[RECORDS SUPPLIED]
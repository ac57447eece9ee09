//! Platform layer: window, event loop and per-frame ordering.
//!
//! Each frame runs, in order: poll reload queues, step the camera from held
//! keys, render the scene into the low-res target, upscale onto the window.
//! Window and keyboard events arrive between frames.

use std::path::PathBuf;
use std::sync::Arc;
use std::time::Instant;

use anyhow::{Context, Result};
use corelib::{
    Resolution,
    input::{FlyInput, Key},
};
use renderer::{
    GpuState, RenderError,
    lowres::{INTERNAL_RESOLUTION, LowResRenderer},
    scene::{Scene, SceneDesc},
};
use winit::{
    application::ApplicationHandler,
    dpi::PhysicalSize,
    event::WindowEvent,
    event_loop::{ActiveEventLoop, ControlFlow, EventLoop},
    keyboard::{KeyCode, PhysicalKey},
    window::{Window, WindowId},
};

pub mod profile;

use profile::FrameProfiler;

/// Everything `run` needs, parsed from the command line by the binary.
#[derive(Clone, Debug)]
pub struct RunConfig {
    pub backends: wgpu::Backends,
    pub watch: bool,
    pub cpuprofile: Option<PathBuf>,
    pub width: u32,
    pub height: u32,
    pub resources: PathBuf,
}

impl Default for RunConfig {
    fn default() -> Self {
        Self {
            backends: wgpu::Backends::all(),
            watch: false,
            cpuprofile: None,
            width: 600,
            height: 600,
            resources: PathBuf::from("resources"),
        }
    }
}

/// Arrow keys turn, WASD moves.
pub fn map_key(code: KeyCode) -> Option<Key> {
    Some(match code {
        KeyCode::KeyW => Key::Forward,
        KeyCode::KeyS => Key::Back,
        KeyCode::KeyA => Key::StrafeLeft,
        KeyCode::KeyD => Key::StrafeRight,
        KeyCode::ArrowLeft => Key::TurnLeft,
        KeyCode::ArrowRight => Key::TurnRight,
        KeyCode::ArrowUp => Key::LookUp,
        KeyCode::ArrowDown => Key::LookDown,
        _ => return None,
    })
}

/// What the event loop does after a frame failed to render.
#[derive(Clone, Copy, Debug, PartialEq, Eq)]
enum FrameAction {
    Reconfigure,
    Skip,
    Exit,
}

fn frame_action(err: &RenderError) -> FrameAction {
    if err.is_surface_lost() {
        FrameAction::Reconfigure
    } else if err.is_timeout() {
        FrameAction::Skip
    } else {
        FrameAction::Exit
    }
}

/// Open the window and run until it is closed or Escape is pressed.
pub fn run(config: RunConfig) -> Result<()> {
    let event_loop = EventLoop::new().context("Failed to create event loop")?;
    event_loop.set_control_flow(ControlFlow::Poll);

    let mut app = App::new(config);
    event_loop.run_app(&mut app).context("Event loop error")?;
    app.finish()
}

struct Running {
    window: Arc<Window>,
    gpu: GpuState,
    lowres: LowResRenderer,
    scene: Scene,
}

struct App {
    config: RunConfig,
    running: Option<Running>,
    input: FlyInput,
    last_frame: Option<Instant>,
    profiler: Option<FrameProfiler>,
    fatal: Option<anyhow::Error>,
}

impl App {
    fn new(config: RunConfig) -> Self {
        let profiler = config.cpuprofile.as_ref().map(|_| FrameProfiler::new());
        Self {
            config,
            running: None,
            input: FlyInput::default(),
            last_frame: None,
            profiler,
            fatal: None,
        }
    }

    fn init(&self, event_loop: &ActiveEventLoop) -> Result<Running> {
        let size = Resolution::new(self.config.width, self.config.height)?;
        let attrs = Window::default_attributes()
            .with_title("lowrez")
            .with_inner_size(PhysicalSize::new(size.width, size.height));
        let window = Arc::new(
            event_loop
                .create_window(attrs)
                .context("Failed to create window")?,
        );
        log::info!(
            "Window created: {}x{}",
            window.inner_size().width,
            window.inner_size().height
        );

        let gpu = pollster::block_on(GpuState::new(window.clone(), self.config.backends))?;
        let lowres = LowResRenderer::new(&gpu, INTERNAL_RESOLUTION);
        let desc = SceneDesc::jam_level(&self.config.resources);
        let scene = Scene::build(&gpu, &desc, self.config.watch)?;

        window.request_redraw();
        Ok(Running {
            window,
            gpu,
            lowres,
            scene,
        })
    }

    fn frame(&mut self, event_loop: &ActiveEventLoop) {
        let Some(running) = self.running.as_mut() else {
            return;
        };
        let start = Instant::now();
        let dt = self
            .last_frame
            .map_or(0.0, |last| start.duration_since(last).as_secs_f32());
        self.last_frame = Some(start);

        let Running {
            window,
            gpu,
            lowres,
            scene,
        } = running;

        scene.poll_reloads(gpu);
        scene.camera.update(&self.input, dt);
        scene.prepare(&gpu.queue);

        if let Err(err) = lowres.render(gpu, |pass| scene.draw(pass)) {
            match frame_action(&err) {
                FrameAction::Reconfigure => {
                    log::debug!("Surface lost, reconfiguring");
                    gpu.recreate_surface();
                }
                FrameAction::Skip => log::debug!("{err}, skipping frame"),
                FrameAction::Exit => {
                    log::error!("Render error: {err}, exiting");
                    event_loop.exit();
                    return;
                }
            }
        }

        if let Some(profiler) = &mut self.profiler {
            profiler.record(start.elapsed());
        }
        window.request_redraw();
    }

    /// Surface any setup error and write the CPU profile, if one was asked for.
    fn finish(self) -> Result<()> {
        if let Some(err) = self.fatal {
            return Err(err);
        }
        if let (Some(profiler), Some(path)) = (&self.profiler, &self.config.cpuprofile) {
            log::info!("Recorded {} frames", profiler.frames());
            profiler.write_to(path)?;
        }
        Ok(())
    }
}

impl ApplicationHandler for App {
    fn resumed(&mut self, event_loop: &ActiveEventLoop) {
        if self.running.is_some() {
            return;
        }
        match self.init(event_loop) {
            Ok(running) => self.running = Some(running),
            Err(err) => {
                self.fatal = Some(err);
                event_loop.exit();
            }
        }
    }

    fn window_event(&mut self, event_loop: &ActiveEventLoop, _id: WindowId, event: WindowEvent) {
        match event {
            WindowEvent::CloseRequested => {
                log::info!("Close requested. Exiting event loop.");
                event_loop.exit();
            }
            WindowEvent::Resized(size) => {
                log::debug!("Resized: {}x{}", size.width, size.height);
                if let Some(running) = &mut self.running {
                    running.gpu.resize(size.width, size.height);
                }
            }
            WindowEvent::Focused(false) => self.input.clear(),
            WindowEvent::KeyboardInput { event, .. } => {
                let PhysicalKey::Code(code) = event.physical_key else {
                    return;
                };
                let pressed = event.state.is_pressed();
                if code == KeyCode::Escape && pressed {
                    log::info!("Escape pressed. Exiting event loop.");
                    event_loop.exit();
                } else if let Some(key) = map_key(code) {
                    self.input.set(key, pressed);
                }
            }
            WindowEvent::RedrawRequested => self.frame(event_loop),
            _ => {}
        }
    }
}

#[cfg(test)]
mod tests {
    use super::*;

    #[test]
    fn arrows_and_wasd_are_mapped() {
        assert_eq!(map_key(KeyCode::KeyW), Some(Key::Forward));
        assert_eq!(map_key(KeyCode::KeyS), Some(Key::Back));
        assert_eq!(map_key(KeyCode::KeyA), Some(Key::StrafeLeft));
        assert_eq!(map_key(KeyCode::KeyD), Some(Key::StrafeRight));
        assert_eq!(map_key(KeyCode::ArrowLeft), Some(Key::TurnLeft));
        assert_eq!(map_key(KeyCode::ArrowRight), Some(Key::TurnRight));
        assert_eq!(map_key(KeyCode::ArrowUp), Some(Key::LookUp));
        assert_eq!(map_key(KeyCode::ArrowDown), Some(Key::LookDown));
    }

    #[test]
    fn other_keys_are_ignored() {
        assert_eq!(map_key(KeyCode::Escape), None);
        assert_eq!(map_key(KeyCode::Space), None);
    }

    #[test]
    fn surface_errors_pick_a_frame_action() {
        use wgpu::SurfaceError;
        let action = |err| frame_action(&RenderError::Frame(err));
        assert_eq!(action(SurfaceError::Lost), FrameAction::Reconfigure);
        assert_eq!(action(SurfaceError::Outdated), FrameAction::Reconfigure);
        assert_eq!(action(SurfaceError::Timeout), FrameAction::Skip);
        assert_eq!(action(SurfaceError::OutOfMemory), FrameAction::Exit);
        assert_eq!(frame_action(&RenderError::NoSurfaceFormat), FrameAction::Exit);
    }

    #[test]
    fn default_config_matches_window_defaults() {
        let config = RunConfig::default();
        assert_eq!((config.width, config.height), (600, 600));
        assert_eq!(config.resources, PathBuf::from("resources"));
        assert!(!config.watch);
        assert!(config.cpuprofile.is_none());
    }

    #[test]
    fn profiler_only_when_requested() {
        assert!(App::new(RunConfig::default()).profiler.is_none());
        let config = RunConfig {
            cpuprofile: Some(PathBuf::from("cpu.prof")),
            ..RunConfig::default()
        };
        assert!(App::new(config).profiler.is_some());
    }

    #[test]
    fn finish_writes_requested_profile() {
        let dir = tempfile::tempdir().unwrap();
        let path = dir.path().join("cpu.prof");
        let mut app = App::new(RunConfig {
            cpuprofile: Some(path.clone()),
            ..RunConfig::default()
        });
        if let Some(profiler) = &mut app.profiler {
            profiler.record(std::time::Duration::from_millis(5));
        }
        app.finish().unwrap();
        assert!(std::fs::read_to_string(path).unwrap().starts_with("frames: 1"));
    }
}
[/RECORDS SUPPLIED]
* **YOUR ASSIGNMENT**:
In the data, find how many lines hold the string "camera", and answer with the number only.

* **WRITTEN SOLUTION**:
2